▶ WORK TASK
In the records below, find the line that contains "string carries the" and the line that contains "and worth investigating.". Set down exactly those lines and every line between them, and nothing more.

▶ RECORDS SUPPLIED
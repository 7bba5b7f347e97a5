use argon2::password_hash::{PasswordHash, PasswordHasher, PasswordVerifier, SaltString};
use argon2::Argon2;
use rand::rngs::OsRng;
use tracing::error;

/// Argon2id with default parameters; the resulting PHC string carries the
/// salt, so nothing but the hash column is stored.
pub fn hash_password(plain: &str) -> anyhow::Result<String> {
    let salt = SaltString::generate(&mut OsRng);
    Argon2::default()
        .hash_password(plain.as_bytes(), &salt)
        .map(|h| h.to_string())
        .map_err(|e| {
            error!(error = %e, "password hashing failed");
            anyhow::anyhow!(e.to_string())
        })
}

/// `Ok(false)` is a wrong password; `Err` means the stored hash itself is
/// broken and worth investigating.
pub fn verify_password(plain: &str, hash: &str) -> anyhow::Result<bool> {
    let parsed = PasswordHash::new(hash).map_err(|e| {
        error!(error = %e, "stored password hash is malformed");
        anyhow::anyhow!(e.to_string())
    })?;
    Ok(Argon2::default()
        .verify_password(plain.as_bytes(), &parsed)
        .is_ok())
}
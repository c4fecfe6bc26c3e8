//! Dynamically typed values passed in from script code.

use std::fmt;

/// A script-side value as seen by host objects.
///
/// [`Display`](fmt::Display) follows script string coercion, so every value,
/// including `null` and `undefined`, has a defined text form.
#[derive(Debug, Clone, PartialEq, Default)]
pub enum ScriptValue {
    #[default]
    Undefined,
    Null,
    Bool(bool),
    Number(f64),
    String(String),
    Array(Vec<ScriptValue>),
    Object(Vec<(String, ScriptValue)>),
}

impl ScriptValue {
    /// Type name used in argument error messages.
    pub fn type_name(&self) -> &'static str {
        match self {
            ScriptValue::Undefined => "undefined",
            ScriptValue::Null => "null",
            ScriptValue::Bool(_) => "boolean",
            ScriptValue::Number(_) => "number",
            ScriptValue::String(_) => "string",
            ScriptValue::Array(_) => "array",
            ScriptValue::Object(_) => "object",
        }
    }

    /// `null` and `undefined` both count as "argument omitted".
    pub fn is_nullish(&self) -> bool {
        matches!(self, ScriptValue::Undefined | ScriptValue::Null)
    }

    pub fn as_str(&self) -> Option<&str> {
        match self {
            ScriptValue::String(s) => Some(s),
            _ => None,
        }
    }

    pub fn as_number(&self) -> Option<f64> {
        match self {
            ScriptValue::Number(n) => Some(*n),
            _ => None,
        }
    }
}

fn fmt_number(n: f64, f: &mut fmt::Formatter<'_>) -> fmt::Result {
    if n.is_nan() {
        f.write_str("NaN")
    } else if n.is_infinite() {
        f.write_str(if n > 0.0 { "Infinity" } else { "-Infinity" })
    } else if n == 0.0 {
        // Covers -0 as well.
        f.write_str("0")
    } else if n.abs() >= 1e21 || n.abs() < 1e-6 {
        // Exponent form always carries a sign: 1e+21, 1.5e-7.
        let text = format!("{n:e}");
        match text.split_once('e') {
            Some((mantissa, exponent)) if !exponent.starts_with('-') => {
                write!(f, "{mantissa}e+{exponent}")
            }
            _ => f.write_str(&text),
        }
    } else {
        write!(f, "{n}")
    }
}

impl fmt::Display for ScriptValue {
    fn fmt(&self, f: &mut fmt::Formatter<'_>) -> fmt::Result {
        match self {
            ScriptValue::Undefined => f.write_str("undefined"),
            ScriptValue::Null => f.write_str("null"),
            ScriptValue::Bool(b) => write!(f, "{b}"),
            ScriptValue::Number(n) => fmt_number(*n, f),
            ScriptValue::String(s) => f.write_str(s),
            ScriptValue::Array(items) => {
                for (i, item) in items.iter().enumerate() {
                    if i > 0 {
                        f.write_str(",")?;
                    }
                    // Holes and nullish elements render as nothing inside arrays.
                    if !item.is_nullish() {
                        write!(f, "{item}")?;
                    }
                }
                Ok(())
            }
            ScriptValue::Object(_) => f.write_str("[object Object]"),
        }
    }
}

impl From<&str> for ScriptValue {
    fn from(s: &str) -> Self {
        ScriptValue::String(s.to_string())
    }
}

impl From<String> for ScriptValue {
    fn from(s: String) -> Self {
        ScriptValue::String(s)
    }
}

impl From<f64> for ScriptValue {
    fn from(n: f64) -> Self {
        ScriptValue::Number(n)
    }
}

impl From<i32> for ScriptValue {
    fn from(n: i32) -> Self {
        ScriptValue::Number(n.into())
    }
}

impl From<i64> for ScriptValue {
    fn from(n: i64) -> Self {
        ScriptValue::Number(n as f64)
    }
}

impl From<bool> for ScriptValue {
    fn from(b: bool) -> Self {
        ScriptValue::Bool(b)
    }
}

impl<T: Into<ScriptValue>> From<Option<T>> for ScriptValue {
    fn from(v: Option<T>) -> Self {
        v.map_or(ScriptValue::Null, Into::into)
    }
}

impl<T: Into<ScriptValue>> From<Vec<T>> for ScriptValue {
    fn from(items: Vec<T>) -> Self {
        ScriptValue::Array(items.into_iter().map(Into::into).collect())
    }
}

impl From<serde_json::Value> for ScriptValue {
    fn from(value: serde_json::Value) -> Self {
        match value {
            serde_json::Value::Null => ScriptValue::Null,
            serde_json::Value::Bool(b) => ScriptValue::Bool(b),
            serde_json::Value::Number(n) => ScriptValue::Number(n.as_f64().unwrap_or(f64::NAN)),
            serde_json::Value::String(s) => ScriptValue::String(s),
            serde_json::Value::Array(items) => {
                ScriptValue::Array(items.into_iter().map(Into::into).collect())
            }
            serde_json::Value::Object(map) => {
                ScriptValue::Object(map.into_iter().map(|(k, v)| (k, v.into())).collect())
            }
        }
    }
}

▶ YOUR RESPONSE
/// Argon2id with default parameters; the resulting PHC string carries the
/// salt, so nothing but the hash column is stored.
pub fn hash_password(plain: &str) -> anyhow::Result<String> {
    let salt = SaltString::generate(&mut OsRng);
    Argon2::default()
        .hash_password(plain.as_bytes(), &salt)
        .map(|h| h.to_string())
        .map_err(|e| {
            error!(error = %e, "password hashing failed");
            anyhow::anyhow!(e.to_string())
        })
}

/// `Ok(false)` is a wrong password; `Err` means the stored hash itself is
/// broken and worth investigating.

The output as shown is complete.